3. We have heard Shri M.C. Bhati, the learned Public Prosecutor for the State in support of the appeal.
4. The learned Public Prosecutor has invited our attention to the statement of Ganesha Ram (PW. 9) and has submitted that in his statement, Ganesha Ram has clearly stated that the contents of the memo (Ex. P-6) are as per the information given by the respondent. The submission of the learned Public Prosecutor was that in view of the aforesaid statement of Ganesha Ram, it must be held that the contents of the memo (Ex. P-6) have been duly proved by him and the learned Sessions Judge was not right in holding that Ganesha Ram in his statement had not deposed about the information that was given by the respondent, which led to the recovery of the stolen articles.
5. In the present case the only ground that has been given by the Sessions Judge for acquitting the respondent was that the investigating officer has not proved that the respondent had informed him that he had hidden the property at the particular place from where it was recovered. Having considered the evidence of the Investigating officer, Ganesha Ram (PW. 9), we are of the opinion that the learned Sessions Judge was not right in taking the aforesaid view. The Investigating Officer Ganesha Ram (PW. 9), in his statement in examination-in-chief, has stated that the memo (Ex. P-6) bears his signatures and the thumb impression of the respondent. He has further stated that the portion marked C to D in the memo (Ex. P-6) was recorded by him in the manner as stated by the respondent. In the portion marked C to D in memo (Ex. P-6), it is recorded that the respondent had given information that he had stolen silver ornaments from the Dhani of Magji Purohit in the day and that all those ornaments had been burried by him near the chokri at a distance of about 400 paondas from the Than of Bhatianji on the road going from Panditji ki Dhani to Chadi and that he could get the same recovered. It can, therefore, be said that Ganesha Ram (PW. 9), in his statement in examination-in-chief has proved the substance of the information that was given by the respondent to him about his having concealed the silver ornaments at a particular place and the learned Sessions Judge was not right in holding that Ganesha Ram had not stated on oath as to what information was disclosed 10 him by the accused respondent.

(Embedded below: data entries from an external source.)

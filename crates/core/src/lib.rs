//! SceneLens Core Library
//!
//! Submits a video and an analyzer schema to a content analysis service and
//! turns the returned content blocks into field and transcript presentations.

pub mod config;
pub mod error;
pub mod format;
pub mod logging;
pub mod render;
pub mod selection;
pub mod service;
pub mod types;
pub mod workflow;

// Re-export commonly used items at crate root
pub use config::ServiceConfig;
pub use error::{Error, MissingFile, Result};
pub use format::{format_duration, format_size, format_time_range, format_timestamp_ms};
pub use render::{
    BlockView, MISSING_VALUE, PALETTE, PaletteColor, RenderedField, TranscriptSection,
    block_title, render_block, render_transcripts, transcript_text,
};
pub use selection::Selection;
pub use service::{
    AnalysisService, HttpAnalysisService, PendingFile, UploadRequest, VideoPreview,
};
pub use types::{AnalysisResult, ContentBlock, Field, FieldValue, Fields};
pub use workflow::{Layout, ResultSession, SubmissionState, Submission, Workflow};
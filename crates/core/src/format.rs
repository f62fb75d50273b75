use std::time::Duration;

/// Format milliseconds as MM:SS timestamp
pub fn format_timestamp_ms(millis: u64) -> String {
    let total_secs = millis / 1000;
    format!("{:02}:{:02}", total_secs / 60, total_secs % 60)
}

/// Format an optional block time range as `[MM:SS–MM:SS]`
pub fn format_time_range(start_ms: Option<u64>, end_ms: Option<u64>) -> Option<String> {
    match (start_ms, end_ms) {
        (Some(start), Some(end)) => Some(format!(
            "[{}–{}]",
            format_timestamp_ms(start),
            format_timestamp_ms(end)
        )),
        _ => None,
    }
}

pub fn format_duration(d: Duration) -> String {
    let total = d.as_secs();
    if total < 60 {
        let tenths = d.subsec_millis() / 100;
        format!("{total}.{tenths}s")
    } else {
        format!("{}m {}s", total / 60, total % 60)
    }
}

/// Human-readable file size, e.g. `12.3 MB`
pub fn format_size(bytes: u64) -> String {
    const UNITS: [&str; 4] = ["KB", "MB", "GB", "TB"];
    if bytes < 1024 {
        return format!("{bytes} B");
    }
    let mut size = bytes as f64 / 1024.0;
    let mut unit = 0;
    while size >= 1024.0 && unit < UNITS.len() - 1 {
        size /= 1024.0;
        unit += 1;
    }
    format!("{:.1} {}", size, UNITS[unit])
}
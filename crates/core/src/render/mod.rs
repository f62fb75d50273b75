//! Pure presentation of analysis results.
//!
//! Nothing here holds state between calls: rendering the same input twice
//! yields the same output.

pub mod fields;
pub mod transcript;

pub use fields::*;
pub use transcript::*;
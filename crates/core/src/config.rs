use std::path::{Path, PathBuf};
use std::sync::LazyLock;

use reqwest::Url;
use serde::Deserialize;

use crate::error::{Error, Result};

pub const DEFAULT_ENDPOINT: &str = "http://localhost:5000/analyze";
pub const ENDPOINT_ENV: &str = "SCENELENS_ENDPOINT";
pub const DEFAULT_CONNECT_TIMEOUT_SECS: u64 = 30;

static DEFAULT_URL: LazyLock<Url> = LazyLock::new(|| {
    parse_endpoint(DEFAULT_ENDPOINT).expect("DEFAULT_ENDPOINT is a valid http URL")
});

/// Where and how to reach the analysis service.
#[derive(Debug, Clone, PartialEq, Eq)]
pub struct ServiceConfig {
    pub endpoint: Url,
    pub connect_timeout_secs: u64,
}

/// Contents of `config.toml`. Every key is optional.
#[derive(Debug, Default, Clone, PartialEq, Eq, Deserialize)]
#[serde(default)]
pub struct ConfigFile {
    pub endpoint: Option<String>,
    pub connect_timeout_secs: Option<u64>,
}

impl Default for ServiceConfig {
    fn default() -> Self {
        Self {
            endpoint: DEFAULT_URL.clone(),
            connect_timeout_secs: DEFAULT_CONNECT_TIMEOUT_SECS,
        }
    }
}

impl ServiceConfig {
    /// Resolve the configuration: explicit endpoint, then `SCENELENS_ENDPOINT`,
    /// then the user's config file, then the built-in default.
    pub fn resolve(endpoint_override: Option<&str>) -> Result<Self> {
        let env_endpoint = std::env::var(ENDPOINT_ENV).ok();
        let file = match config_path() {
            Some(path) => load_file(&path)?,
            None => None,
        };
        Self::from_sources(endpoint_override, env_endpoint.as_deref(), file)
    }

    pub fn from_sources(
        endpoint_override: Option<&str>,
        env_endpoint: Option<&str>,
        file: Option<ConfigFile>,
    ) -> Result<Self> {
        let file = file.unwrap_or_default();
        let endpoint = endpoint_override
            .or(env_endpoint)
            .or(file.endpoint.as_deref())
            .map(parse_endpoint)
            .transpose()?;

        let defaults = Self::default();
        Ok(Self {
            endpoint: endpoint.unwrap_or(defaults.endpoint),
            connect_timeout_secs: file
                .connect_timeout_secs
                .unwrap_or(defaults.connect_timeout_secs),
        })
    }
}

pub fn parse_endpoint(raw: &str) -> Result<Url> {
    let url = Url::parse(raw.trim()).map_err(|e| Error::Config {
        message: format!("invalid endpoint {raw:?}: {e}"),
    })?;

    if !matches!(url.scheme(), "http" | "https") {
        return Err(Error::Config {
            message: format!("endpoint must use http or https, got {}", url.scheme()),
        });
    }
    Ok(url)
}

pub fn config_path() -> Option<PathBuf> {
    dirs::config_dir().map(|dir| dir.join("scenelens").join("config.toml"))
}

/// Read a config file. A missing file is not an error.
pub fn load_file(path: &Path) -> Result<Option<ConfigFile>> {
    let content = match std::fs::read_to_string(path) {
        Ok(content) => content,
        Err(e) if e.kind() == std::io::ErrorKind::NotFound => return Ok(None),
        Err(source) => {
            return Err(Error::Io {
                path: path.to_path_buf(),
                source,
            });
        }
    };
    Ok(Some(toml::from_str(&content)?))
}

6. Thus the only ground on the basis of which, the Sessions Judge has set aside the conviction of the respondent and acquitted him of the offence under Section 411 IPC cannot be sustained. The appeal is, therefore, allowed, the judgment of the Sessions Judge is set aside and the respondent is convicted of the offence under Section 411 IPC. The Munsif Magistrate had imposed a sentence of rigorous imprisonment for four months and a fine of Rs. 200/- and in the event of default in payment of fine to undergo imprisonment for a further period of two months. Taking into consideration the facts and circumstances of the case we are of the opinion that the ends of justice would be subserved if the sentence of rigorous imprisonment for four months is imposed on the respondent. We find that the accused-respondent has remained in custody from the date of his arrest on 20th January, 1971 till 3rd March, 1971, when he was ordered to be released on bail, and during the course of trial before the Munsif Magistrate he remained in prison from 27th August, 1971 till 9th October, 1971 and after the conviction, he remained in prison from 12th February, 1973 to 21st March, 1973. It would thus appear that the respondent has undergone imprisonment for a period in excess of the period of four months. Since the respondent has undergone imprisonment for a period in excess of four months, it is not necessary to pass an order for the arrest of the respondent for the purpose of serving out the sentence imposed on him.